2) You can easily teach inquiry-based research skills in short bursts of time. Research projects do not need to be long, drawn out, or take days upon days to complete. For example, during a lesson, one of your kids asks an interesting question that you don’t quite know the answer to. Don’t say, “Let me get back to you on that.” Instead say, “Well, let’s take a second to research that.” Don’t just look up the answer and share it. Talk out loud. Explain the steps that you are taking. What resource are you using? What keyword did you choose? How did you know which page/website link to go to? Model it for them. There, now you have completed a shared research task. Won’t Common Core be happy??

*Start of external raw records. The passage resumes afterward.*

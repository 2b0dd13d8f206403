/*!
Recursive‑descent statement parser combined with a Pratt expression parser.

Grammar (EBNF — condensed)
--------------------------

```text
program        → statement* EOF ;
statement      → letStmt | constStmt | returnStmt | whileStmt | forStmt
               | breakStmt | continueStmt | classStmt | block | exprStmt ;
letStmt        → "let" IDENT ( "=" expression )? ";"? ;
constStmt      → "const" IDENT "=" expression ";"? ;
returnStmt     → "return" expression? ";"? ;
whileStmt      → "while" "(" expression ")" block ;
forStmt        → "for" "(" ( letStmt | constStmt | exprStmt | ";" )
                 expression? ";" expression? ")" block ;
classStmt      → "class" IDENT ( "extends" IDENT )? "{" method* "}" ;
method         → IDENT "(" parameters? ")" block ;
block          → "{" statement* "}" ;
exprStmt       → expression ";"? ;

expression     → prefix ( infix )* ;           (precedence climbing)
prefix         → IDENT | INT | FLOAT | STRING | FSTRING | "true" | "false"
               | "null" | ( "!" | "-" ) expression | "(" expression ")"
               | ifExpr | "fn" "(" parameters? ")" block
               | "[" list? "]" | "{" pairs? "}" | "new" IDENT ( "(" list? ")" )?
               | "super" ( "." IDENT )? ;
ifExpr         → "if" "(" expression ")" block
                 ( ( "elif" | "else" "if" ) "(" expression ")" block )*
                 ( "else" block )? ;
infix          → binaryOp expression | "(" list? ")" | "[" expression "]"
               | "." IDENT | assignOp expression ;
```

Errors come in two flavours. Recoverable problems (a `break` outside a
loop, an invalid assignment target, a malformed number) are reported to the
[`ErrorReporter`] and parsing carries on. A token that cannot continue the
grammar at all raises a [`ParserException`]; the statement loop records it
and resynchronizes at the next statement boundary.

Every parse routine starts with the construct's first token as *current*
and leaves *current* on the construct's last token.
*/

mod context;
mod expressions;
mod precedence;
mod statements;
mod stream;

pub use context::{ErrorReporter, ParsingContext};
pub use precedence::{Precedence, PrecedenceTable};
pub use stream::TokenStream;

use std::rc::Rc;

use log::{debug, info};

use crate::ast::{Program, Span, Statement};
use crate::error::{ParseError, ParserException};
use crate::scanner::Scanner;
use crate::token::TokenType;

pub(crate) type ParseResult<T> = Result<T, ParserException>;

/// A best‑effort program together with every syntax error found.
#[derive(Debug)]
pub struct ParseOutput {
    pub program: Program,
    pub errors: Vec<ParseError>,
}

impl ParseOutput {
    pub fn is_ok(&self) -> bool {
        self.errors.is_empty()
    }
}

/// Parse a whole source text.
pub fn parse_program(source: &str) -> ParseOutput {
    Parser::new(Scanner::new(source)).parse()
}

/// Top‑level parser over a token stream.
pub struct Parser<'a> {
    stream: TokenStream<'a>,
    reporter: ErrorReporter,
    context: ParsingContext,
}

impl<'a> Parser<'a> {
    /// Construct a new parser.
    pub fn new(scanner: Scanner<'a>) -> Self {
        info!("Parser created");

        Self {
            stream: TokenStream::new(scanner),
            reporter: ErrorReporter::default(),
            context: ParsingContext::default(),
        }
    }

    // ───────────────────────── public API ─────────────────────────

    /// Parse an entire program and return its statements plus diagnostics.
    pub fn parse(mut self) -> ParseOutput {
        info!("Beginning parse phase");

        let start = self.stream.current().position;
        let mut statements: Vec<Rc<Statement>> = Vec::new();

        while !self.stream.at_end() {
            if let Some(stmt) = self.parse_statement_recovering() {
                debug!("Parsed statement: {}", stmt.kind_name());
                statements.push(Rc::new(stmt));
            }

            self.stream.advance();
        }

        let end = self.stream.current().position;
        let errors = self.reporter.into_errors();

        info!(
            "Parsed {} statements with {} errors",
            statements.len(),
            errors.len()
        );

        ParseOutput {
            program: Program {
                statements,
                span: Span::new(start, end),
            },
            errors,
        }
    }

    // ────────────────────── utility helpers ───────────────────────

    /// Parse one statement, turning an exception into a report.
    fn parse_statement_recovering(&mut self) -> Option<Statement> {
        match self.parse_statement() {
            Ok(stmt) => Some(stmt),

            Err(exception) => {
                self.reporter.report_exception(exception);
                self.synchronize();
                None
            }
        }
    }

    /// Discards tokens until it thinks it is at a statement boundary. The
    /// caller's `advance` then lands on the next statement.
    fn synchronize(&mut self) {
        loop {
            if self.stream.current_is(&TokenType::SEMICOLON) || self.stream.at_end() {
                return;
            }

            let peek = &self.stream.peek().token_type;

            if peek.starts_statement()
                || *peek == TokenType::RBRACE
                || *peek == TokenType::EOF
            {
                return;
            }

            self.stream.advance();
        }
    }
}
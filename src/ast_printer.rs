use crate::ast::{
    BlockStatement, ClassStatement, ExprKind, Expression, FStringPart, FunctionLiteral, Literal,
    Program, Statement, StmtKind,
};

/// Renders an AST back to canonical source.
///
/// Every prefix, infix and assignment expression is fully parenthesized, so
/// the output re-parses to the same tree and printing that tree again yields
/// identical text.
#[derive(Debug, Default)]
pub struct AstPrinter {
    indent: usize,
}

impl AstPrinter {
    pub fn print_program(program: &Program) -> String {
        let mut printer = AstPrinter::default();

        program
            .statements
            .iter()
            .map(|stmt| printer.statement(stmt))
            .collect::<Vec<_>>()
            .join("\n")
    }

    // ── statements ──────────────────────────────────────────────────

    fn statement(&mut self, stmt: &Statement) -> String {
        match &stmt.kind {
            StmtKind::Expression { expression } => {
                let text = self.expression(expression);

                // A leading brace would re-parse as a block.
                if text.starts_with('{') {
                    format!("({});", text)
                } else {
                    format!("{};", text)
                }
            }

            StmtKind::Block(block) => self.block(block),

            StmtKind::While { condition, body } => format!(
                "while ({}) {}",
                self.expression(condition),
                self.block(body)
            ),

            StmtKind::For {
                init,
                condition,
                update,
                body,
            } => {
                let mut header = String::from("for (");

                if let Some(init) = init {
                    header.push_str(&self.header_statement(init));
                }
                header.push(';');

                if let Some(condition) = condition {
                    header.push(' ');
                    header.push_str(&self.expression(condition));
                }
                header.push(';');

                if let Some(update) = update {
                    header.push(' ');
                    header.push_str(&self.expression(update));
                }

                format!("{}) {}", header, self.block(body))
            }

            StmtKind::Class(class) => self.class(class),

            _ => format!("{};", self.header_statement(stmt)),
        }
    }

    /// A simple statement without its trailing semicolon.
    fn header_statement(&mut self, stmt: &Statement) -> String {
        match &stmt.kind {
            StmtKind::Let { name, value } => match value {
                Some(value) => format!("let {} = {}", name, self.expression(value)),
                None => format!("let {}", name),
            },

            StmtKind::Const { name, value } => {
                format!("const {} = {}", name, self.expression(value))
            }

            StmtKind::Return { value } => match value {
                Some(value) => format!("return {}", self.expression(value)),
                None => "return".into(),
            },

            StmtKind::Break => "break".into(),

            StmtKind::Continue => "continue".into(),

            StmtKind::Expression { expression } => self.expression(expression),

            _ => self.statement(stmt),
        }
    }

    fn block(&mut self, block: &BlockStatement) -> String {
        if block.statements.is_empty() {
            return "{}".into();
        }

        self.indent += 1;
        let pad = "    ".repeat(self.indent);
        let lines: Vec<String> = block
            .statements
            .iter()
            .map(|stmt| format!("{}{}", pad, self.statement(stmt)))
            .collect();
        self.indent -= 1;

        format!("{{\n{}\n{}}}", lines.join("\n"), "    ".repeat(self.indent))
    }

    fn class(&mut self, class: &ClassStatement) -> String {
        let mut out = format!("class {}", class.name);

        if let Some(superclass) = &class.superclass {
            out.push_str(" extends ");
            out.push_str(&self.expression(superclass));
        }

        if class.constructor.is_none() && class.methods.is_empty() {
            out.push_str(" {}");
            return out;
        }

        self.indent += 1;
        let pad = "    ".repeat(self.indent);
        let methods: Vec<String> = class
            .constructor
            .iter()
            .chain(class.methods.iter())
            .map(|method| {
                format!(
                    "{}{}{}",
                    pad,
                    method.display_name(),
                    self.function_rest(method)
                )
            })
            .collect();
        self.indent -= 1;

        out.push_str(&format!(
            " {{\n{}\n{}}}",
            methods.join("\n"),
            "    ".repeat(self.indent)
        ));
        out
    }

    /// `(params) { body }`
    fn function_rest(&mut self, function: &FunctionLiteral) -> String {
        let parameters: Vec<&str> = function
            .parameters
            .iter()
            .map(|p| p.name.as_str())
            .collect();

        format!("({}) {}", parameters.join(", "), self.block(&function.body))
    }

    // ── expressions ─────────────────────────────────────────────────

    fn expression(&mut self, expr: &Expression) -> String {
        match &expr.kind {
            ExprKind::Identifier(name) => name.clone(),

            ExprKind::Prefix { operator, right } => {
                format!("({}{})", operator, self.expression(right))
            }

            ExprKind::Infix {
                left,
                operator,
                right,
            } => format!(
                "({} {} {})",
                self.expression(left),
                operator,
                self.expression(right)
            ),

            ExprKind::Assign { target, value } => format!(
                "({} = {})",
                self.expression(target),
                self.expression(value)
            ),

            ExprKind::Call {
                function,
                arguments,
            } => format!(
                "{}({})",
                self.expression(function),
                self.list(arguments)
            ),

            ExprKind::If {
                conditions,
                consequences,
                alternative,
            } => {
                let mut out = String::new();

                for (i, (condition, consequence)) in
                    conditions.iter().zip(consequences).enumerate()
                {
                    let keyword = if i == 0 { "if" } else { " elif" };
                    out.push_str(&format!(
                        "{} ({}) {}",
                        keyword,
                        self.expression(condition),
                        self.block(consequence)
                    ));
                }

                if let Some(alternative) = alternative {
                    out.push_str(" else ");
                    out.push_str(&self.block(alternative));
                }

                out
            }

            ExprKind::Index { left, index } => {
                format!("{}[{}]", self.expression(left), self.expression(index))
            }

            ExprKind::Member { object, property } => {
                format!("{}.{}", self.expression(object), property)
            }

            ExprKind::New { class, arguments } => {
                format!("new {}({})", self.expression(class), self.list(arguments))
            }

            ExprKind::Super { method } => match method {
                Some(method) => format!("super.{}", method),
                None => "super".into(),
            },

            ExprKind::Literal(literal) => self.literal(literal),
        }
    }

    fn list(&mut self, items: &[std::rc::Rc<Expression>]) -> String {
        items
            .iter()
            .map(|item| self.expression(item))
            .collect::<Vec<_>>()
            .join(", ")
    }

    fn literal(&mut self, literal: &Literal) -> String {
        match literal {
            Literal::Integer(n) => n.to_string(),

            // `{:?}` keeps the fractional part: 3.0 stays a float.
            Literal::Float(n) => format!("{:?}", n),

            Literal::Str(s) => format!("\"{}\"", escape(s, false)),

            Literal::FString(parts) => {
                let mut out = String::from("f\"");

                for part in parts {
                    match part {
                        FStringPart::Text(text) => out.push_str(&escape(text, true)),
                        FStringPart::Expr(expr) => {
                            let text = self.expression(expr);

                            // `{{` would scan as an escaped brace.
                            if text.starts_with('{') {
                                out.push_str(&format!("{{ {}}}", text));
                            } else {
                                out.push_str(&format!("{{{}}}", text));
                            }
                        }
                    }
                }

                out.push('"');
                out
            }

            Literal::Boolean(b) => b.to_string(),

            Literal::Null => "null".into(),

            Literal::Array(elements) => format!("[{}]", self.list(elements)),

            Literal::Function(function) => format!("fn{}", self.function_rest(function)),

            Literal::Hash(pairs) => {
                let items: Vec<String> = pairs
                    .iter()
                    .map(|(k, v)| format!("{}: {}", self.expression(k), self.expression(v)))
                    .collect();
                format!("{{{}}}", items.join(", "))
            }
        }
    }
}

/// Re-escape string contents; f-string text doubles its braces.
fn escape(s: &str, fstring: bool) -> String {
    let mut out = String::with_capacity(s.len());

    for ch in s.chars() {
        match ch {
            '"' => out.push_str("\\\""),
            '\\' => out.push_str("\\\\"),
            '\n' => out.push_str("\\n"),
            '\t' => out.push_str("\\t"),
            '\r' => out.push_str("\\r"),
            '\0' => out.push_str("\\0"),
            '{' if fstring => out.push_str("{{"),
            '}' if fstring => out.push_str("}}"),
            other => out.push(other),
        }
    }

    out
}
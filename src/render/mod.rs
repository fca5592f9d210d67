//! Pure projections of a [`Document`] into exportable artifacts.
//!
//! None of these functions touch the store; they take a snapshot and return
//! bytes. The generation date is a parameter so that output is reproducible.

pub mod json;
pub mod markdown;
pub mod pdf;

use chrono::{Datelike, Local, NaiveDate};
use serde::{Deserialize, Serialize};

use crate::error::{DocError, Result};
use crate::models::Document;

#[derive(Debug, Clone, Copy, PartialEq, Eq, Serialize, Deserialize, clap::ValueEnum)]
#[serde(rename_all = "lowercase")]
pub enum ExportFormat {
    Markdown,
    Json,
    Pdf,
}

impl ExportFormat {
    pub fn as_str(&self) -> &'static str {
        match self {
            Self::Markdown => "markdown",
            Self::Json => "json",
            Self::Pdf => "pdf",
        }
    }

    /// Accepts the format name or its file extension.
    pub fn from_str(s: &str) -> Option<Self> {
        match s {
            "markdown" | "md" => Some(Self::Markdown),
            "json" => Some(Self::Json),
            "pdf" => Some(Self::Pdf),
            _ => None,
        }
    }

    pub fn extension(&self) -> &'static str {
        match self {
            Self::Markdown => "md",
            Self::Json => "json",
            Self::Pdf => "pdf",
        }
    }

    pub fn content_type(&self) -> &'static str {
        match self {
            Self::Markdown => "text/markdown; charset=utf-8",
            Self::Json => "application/json",
            Self::Pdf => "application/pdf",
        }
    }
}

/// Suggested file name for an export.
///
/// Derived from the project name with every character other than an ASCII
/// letter or digit replaced by `_`, lower-cased, e.g. `EcoTrack App` →
/// `ecotrack_app_documentation.pdf`. Without a project name the file is
/// `project_documentation.<ext>`.
pub fn export_filename(doc: &Document, format: ExportFormat) -> String {
    let stem = match doc.overview.project_name.as_deref().filter(|n| !n.is_empty()) {
        Some(name) => name
            .chars()
            .map(|c| if c.is_ascii_alphanumeric() { c.to_ascii_lowercase() } else { '_' })
            .collect::<String>(),
        None => "project".to_string(),
    };
    format!("{}_documentation.{}", stem, format.extension())
}

/// Date line used in document headers, e.g. `3/7/2025`.
pub fn format_date(date: NaiveDate) -> String {
    format!("{}/{}/{}", date.month(), date.day(), date.year())
}

pub fn today() -> NaiveDate {
    Local::now().date_naive()
}

/// Render `doc` in `format`, dated `generated_on`.
pub fn render(doc: &Document, format: ExportFormat, generated_on: NaiveDate) -> Result<Vec<u8>> {
    match format {
        ExportFormat::Markdown => Ok(markdown::render(doc, generated_on).into_bytes()),
        ExportFormat::Json => Ok(json::render(doc)?.into_bytes()),
        ExportFormat::Pdf => pdf::render(doc, generated_on),
    }
}

/// Render on a blocking worker so long PDF layouts never stall the async
/// executor. The document is a snapshot; the store is not held meanwhile.
pub async fn render_detached(doc: Document, format: ExportFormat) -> Result<Vec<u8>> {
    let generated_on = today();
    tokio::task::spawn_blocking(move || render(&doc, format, generated_on))
        .await
        .map_err(|e| DocError::Pdf(format!("render task failed: {}", e)))?
}
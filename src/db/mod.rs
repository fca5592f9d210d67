mod schema;

use std::path::PathBuf;
use std::sync::{Arc, Mutex, MutexGuard};

use anyhow::Result;
use chrono::{DateTime, Utc};
use rusqlite::{Connection, OptionalExtension};

/// A versioned payload stored under a fixed key.
#[derive(Debug, Clone, PartialEq)]
pub struct StoredRecord {
    pub key: String,
    /// Schema version of `payload`, written by whoever saved it.
    pub version: i64,
    pub payload: String,
    pub updated_at: DateTime<Utc>,
}

/// Local durable key/value storage backed by SQLite.
pub struct Database {
    conn: Arc<Mutex<Connection>>,
}

impl Database {
    pub fn open(path: PathBuf) -> Result<Self> {
        let parent = path
            .parent()
            .ok_or_else(|| anyhow::anyhow!("Database path has no parent directory"))?;
        std::fs::create_dir_all(parent)?;
        let conn = Connection::open(&path)?;
        conn.pragma_update(None, "journal_mode", "WAL")?;
        Ok(Self {
            conn: Arc::new(Mutex::new(conn)),
        })
    }

    pub fn default_path() -> Result<PathBuf> {
        let dirs = directories::ProjectDirs::from("", "", "docwizard")
            .ok_or_else(|| anyhow::anyhow!("Could not determine data directory"))?;
        Ok(dirs.data_dir().join("docwizard.db"))
    }

    pub fn open_memory() -> Result<Self> {
        let conn = Connection::open_in_memory()?;
        Ok(Self {
            conn: Arc::new(Mutex::new(conn)),
        })
    }

    pub fn migrate(&self) -> Result<()> {
        let conn = self.lock()?;
        schema::run_migrations(&conn)
    }

    fn lock(&self) -> Result<MutexGuard<'_, Connection>> {
        self.conn
            .lock()
            .map_err(|_| anyhow::anyhow!("database lock poisoned"))
    }

    // ============================================================
    // Record operations
    // ============================================================

    pub fn load_record(&self, key: &str) -> Result<Option<StoredRecord>> {
        let conn = self.lock()?;
        let record = conn
            .query_row(
                "SELECT key, version, payload, updated_at FROM storage WHERE key = ?",
                [key],
                |row| {
                    Ok(StoredRecord {
                        key: row.get(0)?,
                        version: row.get(1)?,
                        payload: row.get(2)?,
                        updated_at: parse_datetime(row.get::<_, String>(3)?),
                    })
                },
            )
            .optional()?;

        Ok(record)
    }

    /// Insert or overwrite the record stored under `key`.
    pub fn save_record(&self, key: &str, version: i64, payload: &str) -> Result<StoredRecord> {
        let conn = self.lock()?;
        let now = Utc::now();

        conn.execute(
            "INSERT INTO storage (key, version, payload, updated_at) VALUES (?, ?, ?, ?)
             ON CONFLICT(key) DO UPDATE SET
                version = excluded.version,
                payload = excluded.payload,
                updated_at = excluded.updated_at",
            (key, version, payload, now.to_rfc3339()),
        )?;

        Ok(StoredRecord {
            key: key.to_string(),
            version,
            payload: payload.to_string(),
            updated_at: now,
        })
    }
}

impl Clone for Database {
    fn clone(&self) -> Self {
        Self {
            conn: self.conn.clone(),
        }
    }
}

fn parse_datetime(s: String) -> DateTime<Utc> {
    DateTime::parse_from_rfc3339(&s)
        .map(|dt| dt.with_timezone(&Utc))
        .unwrap_or_else(|_| Utc::now())
}
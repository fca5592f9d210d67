//! Command implementations behind the `docwiz` binary.
//!
//! These play the section-form role: each edit reads the current section,
//! computes its complete next value and hands that whole value to the store.

use std::fmt;
use std::path::{Path, PathBuf};

use chrono::{DateTime, Utc};
use serde::Serialize;

use crate::error::{DocError, Result};
use crate::models::schema;
use crate::models::{Document, Endpoint, Feature, Persona, Record, Section, SectionKey};
use crate::render::{self, ExportFormat};
use crate::store::DocumentStore;

/// The record lists that can be edited entry by entry.
#[derive(Debug, Clone, Copy, PartialEq, Eq, clap::ValueEnum)]
pub enum RecordList {
    Personas,
    Features,
    Endpoints,
}

impl RecordList {
    pub fn as_str(&self) -> &'static str {
        match self {
            Self::Personas => Persona::LIST,
            Self::Features => Feature::LIST,
            Self::Endpoints => Endpoint::LIST,
        }
    }
}

/// Parse a `key=value` argument. The value may itself contain `=`.
pub fn parse_assignment(s: &str) -> std::result::Result<(String, String), String> {
    match s.split_once('=') {
        Some((key, value)) if !key.is_empty() => Ok((key.to_string(), value.to_string())),
        _ => Err(format!("expected key=value, got '{}'", s)),
    }
}

pub fn parse_section(s: &str) -> Result<SectionKey> {
    SectionKey::from_str(s).ok_or_else(|| DocError::UnknownSection(s.to_string()))
}

// ============================================================
// Reading
// ============================================================

/// One line per section: fill marker, key and label.
pub fn list_sections(store: &DocumentStore) -> String {
    let doc = store.document();
    let mut out = String::new();
    for key in SectionKey::ALL {
        let mark = if doc.is_filled(key) { '●' } else { '○' };
        out.push_str(&format!("{} {:<15} {}\n", mark, key.as_str(), key.label()));
    }
    out
}

/// The field schema of a section, or of the records of a list.
pub fn describe_fields(key: SectionKey) -> String {
    let mut out = format!("{} ({})\n", key.label(), key.as_str());
    let fields = match key {
        SectionKey::Personas | SectionKey::Features => {
            schema::record_fields(key.as_str()).unwrap_or_default()
        }
        other => schema::fields(other),
    };
    for spec in fields {
        let kind = if spec.multiline { "text" } else { "line" };
        out.push_str(&format!("  {:<22} {:<5} {}\n", spec.key, kind, spec.label));
    }
    if key == SectionKey::Api {
        out.push_str("  endpoints (records):\n");
        for spec in schema::record_fields(Endpoint::LIST).unwrap_or_default() {
            out.push_str(&format!("    {:<20} {}\n", spec.key, spec.label));
        }
    }
    out
}

/// Pretty JSON of the whole document or of one section.
pub fn show(store: &DocumentStore, key: Option<SectionKey>) -> Result<String> {
    match key {
        Some(key) => Ok(serde_json::to_string_pretty(&store.section(key).to_value()?)?),
        None => store.export_data(),
    }
}

#[derive(Debug, Clone, Serialize)]
#[serde(rename_all = "camelCase")]
pub struct StatusReport {
    pub completion: u8,
    pub last_saved: Option<DateTime<Utc>>,
    pub project_name: Option<String>,
    pub personas: usize,
    pub features: usize,
    pub endpoints: usize,
    pub persistence_error: Option<String>,
}

pub fn status(store: &DocumentStore) -> StatusReport {
    let doc = store.document();
    StatusReport {
        completion: store.completion_percentage(),
        last_saved: store.last_saved(),
        project_name: doc.project_name().map(str::to_string),
        personas: doc.personas.len(),
        features: doc.features.len(),
        endpoints: doc.api.endpoints().len(),
        persistence_error: store.persistence_error().map(str::to_string),
    }
}

impl fmt::Display for StatusReport {
    fn fmt(&self, f: &mut fmt::Formatter<'_>) -> fmt::Result {
        writeln!(f, "Documentation complete: {}%", self.completion)?;
        match self.last_saved {
            Some(at) => writeln!(f, "Last saved:    {}", at.to_rfc3339())?,
            None => writeln!(f, "Last saved:    never")?,
        }
        writeln!(
            f,
            "Project name:  {}",
            self.project_name.as_deref().unwrap_or("Not set")
        )?;
        writeln!(f, "Personas:      {}", self.personas)?;
        writeln!(f, "Features:      {}", self.features)?;
        writeln!(f, "API endpoints: {}", self.endpoints)?;
        if let Some(err) = &self.persistence_error {
            writeln!(f, "Warning: changes are not being saved ({})", err)?;
        }
        Ok(())
    }
}

// ============================================================
// Editing
// ============================================================

/// Set one field of a scalar section, replacing the section wholesale.
pub fn set_field(store: &mut DocumentStore, key: SectionKey, field: &str, value: String) -> Result<()> {
    let unknown = || DocError::UnknownField {
        section: key,
        field: field.to_string(),
    };

    let next = match store.section(key) {
        Section::Overview(mut overview) => {
            if !overview.set_field(field, value) {
                return Err(unknown());
            }
            Section::Overview(overview)
        }
        Section::Api(mut api) => {
            if !api.set_field(field, value) {
                return Err(unknown());
            }
            Section::Api(api)
        }
        Section::Map(key, mut map) => {
            if schema::find(key, field).is_none() {
                return Err(unknown());
            }
            map.set(field, value);
            Section::Map(key, map)
        }
        Section::Personas(_) | Section::Features(_) => return Err(unknown()),
    };

    store.update_section(next)
}

/// Replace a whole section from JSON text.
pub fn put_section(store: &mut DocumentStore, key: SectionKey, json: &str) -> Result<()> {
    let value = serde_json::from_str(json).map_err(|e| DocError::InvalidSection {
        section: key,
        reason: e.to_string(),
    })?;
    store.update_section_json(key, value)
}

/// Append a new record, returning its generated id.
pub fn add_record(
    store: &mut DocumentStore,
    list: RecordList,
    assignments: &[(String, String)],
) -> Result<String> {
    match list {
        RecordList::Personas => {
            let mut personas = store.document().personas.clone();
            let id = push_record(&mut personas, assignments)?;
            store.update_section(Section::Personas(personas))?;
            Ok(id)
        }
        RecordList::Features => {
            let mut features = store.document().features.clone();
            let id = push_record(&mut features, assignments)?;
            store.update_section(Section::Features(features))?;
            Ok(id)
        }
        RecordList::Endpoints => {
            let mut api = store.document().api.clone();
            let id = push_record(api.endpoints_mut(), assignments)?;
            store.update_section(Section::Api(api))?;
            Ok(id)
        }
    }
}

/// Change fields of the record with `id`.
pub fn edit_record(
    store: &mut DocumentStore,
    list: RecordList,
    id: &str,
    assignments: &[(String, String)],
) -> Result<()> {
    with_list(store, list, |records| match records {
        Records::Personas(v) => apply_to(v, id, assignments),
        Records::Features(v) => apply_to(v, id, assignments),
        Records::Endpoints(v) => apply_to(v, id, assignments),
    })
}

/// Remove the record with `id`.
pub fn remove_record(store: &mut DocumentStore, list: RecordList, id: &str) -> Result<()> {
    with_list(store, list, |records| match records {
        Records::Personas(v) => remove_from(v, id),
        Records::Features(v) => remove_from(v, id),
        Records::Endpoints(v) => remove_from(v, id),
    })
}

enum Records<'a> {
    Personas(&'a mut Vec<Persona>),
    Features(&'a mut Vec<Feature>),
    Endpoints(&'a mut Vec<Endpoint>),
}

/// Run `edit` on a copy of the list and store the whole result if it
/// succeeds. On error the store is left as it was.
fn with_list(
    store: &mut DocumentStore,
    list: RecordList,
    edit: impl FnOnce(Records<'_>) -> Result<()>,
) -> Result<()> {
    let next = match list {
        RecordList::Personas => {
            let mut personas = store.document().personas.clone();
            edit(Records::Personas(&mut personas))?;
            Section::Personas(personas)
        }
        RecordList::Features => {
            let mut features = store.document().features.clone();
            edit(Records::Features(&mut features))?;
            Section::Features(features)
        }
        RecordList::Endpoints => {
            let mut api = store.document().api.clone();
            edit(Records::Endpoints(api.endpoints_mut()))?;
            Section::Api(api)
        }
    };
    store.update_section(next)
}

fn assign<R: Record>(record: &mut R, assignments: &[(String, String)]) -> Result<()> {
    for (key, value) in assignments {
        if !record.set_field(key, value.clone()) {
            // Endpoints live inside the api section.
            let section = SectionKey::from_str(R::LIST).unwrap_or(SectionKey::Api);
            return Err(DocError::InvalidSection {
                section,
                reason: format!("{} records have no field '{}'", R::LIST, key),
            });
        }
    }
    Ok(())
}

fn push_record<R: Record>(records: &mut Vec<R>, assignments: &[(String, String)]) -> Result<String> {
    let mut record = R::create();
    assign(&mut record, assignments)?;
    let id = record.id().to_string();
    records.push(record);
    Ok(id)
}

fn apply_to<R: Record>(records: &mut [R], id: &str, assignments: &[(String, String)]) -> Result<()> {
    let record = records
        .iter_mut()
        .find(|r| r.id() == id)
        .ok_or_else(|| not_found::<R>(id))?;
    assign(record, assignments)
}

fn remove_from<R: Record>(records: &mut Vec<R>, id: &str) -> Result<()> {
    let before = records.len();
    records.retain(|r| r.id() != id);
    if records.len() == before {
        return Err(not_found::<R>(id));
    }
    Ok(())
}

fn not_found<R: Record>(id: &str) -> DocError {
    DocError::RecordNotFound {
        list: R::LIST,
        id: id.to_string(),
    }
}

// ============================================================
// Export / Import
// ============================================================

/// Render the current document and write it atomically.
///
/// `out` defaults to the derived export file name inside `export_dir`.
pub async fn export_to_file(
    doc: Document,
    format: ExportFormat,
    out: Option<PathBuf>,
    export_dir: &Path,
) -> Result<PathBuf> {
    let path = out.unwrap_or_else(|| export_dir.join(render::export_filename(&doc, format)));
    let bytes = render::render_detached(doc, format).await?;
    crate::io::atomic_write(&path, &bytes)?;
    tracing::info!("Wrote {} ({} bytes)", path.display(), bytes.len());
    Ok(path)
}

pub fn import_file(store: &mut DocumentStore, path: &Path) -> Result<()> {
    let text = std::fs::read_to_string(path)?;
    store.try_import_data(&text)
}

Kids just need to keep track of WHERE their facts come from. This process can easily be simplified in many ways. Take a peek at my FREE resource, It’s Elementary-Bibliography for the Youngest Students. You can learn even more about encouraging kids to record where their research facts are coming from, without burdening them!
4) Successful research inquiries begin with strong keywords! Keywords are needed for utilizing printed table of contents and indexes AND for researching websites and databases. Students need to be able to look at a question and decide what the key words are. I like to explain to kids that a keyword will UNLOCK the answer to their question, just like a key unlocks a door. This is a skill that needs lots and lots of practice.
Each time that you are seeking text-based evidence with your kids, ask your students to identify the keyword. Use the word, “keyword” in your daily discussions. Again. And again. I have found that the youngsters with a strong sense of keywords are the best researchers.
5) Create a final product that is fun and exciting. It is possible. Really! You will be hard-pressed to get your kids excited about a research project if the end result is going to be a five paragraph essay with an introduction, three detail paragraphs, and a conclusion. Just saying!! How about shaking things up a bit?
Utilize task cards. Use apps to create a storyboard or comic strip. Invite students to create an A to Z report. Have students pretend that they are a reporter breaking a news story. Record them. Create a file folder report or a research poster.
How about an interactive report, similar to interactive notebooks? I have created state and country reports that utilize many interactive elements. Students are excited to conduct the research and even more excited to put together the project. One of my students said it best when he said, “I am definitely NOT letting my Mom throw this away.”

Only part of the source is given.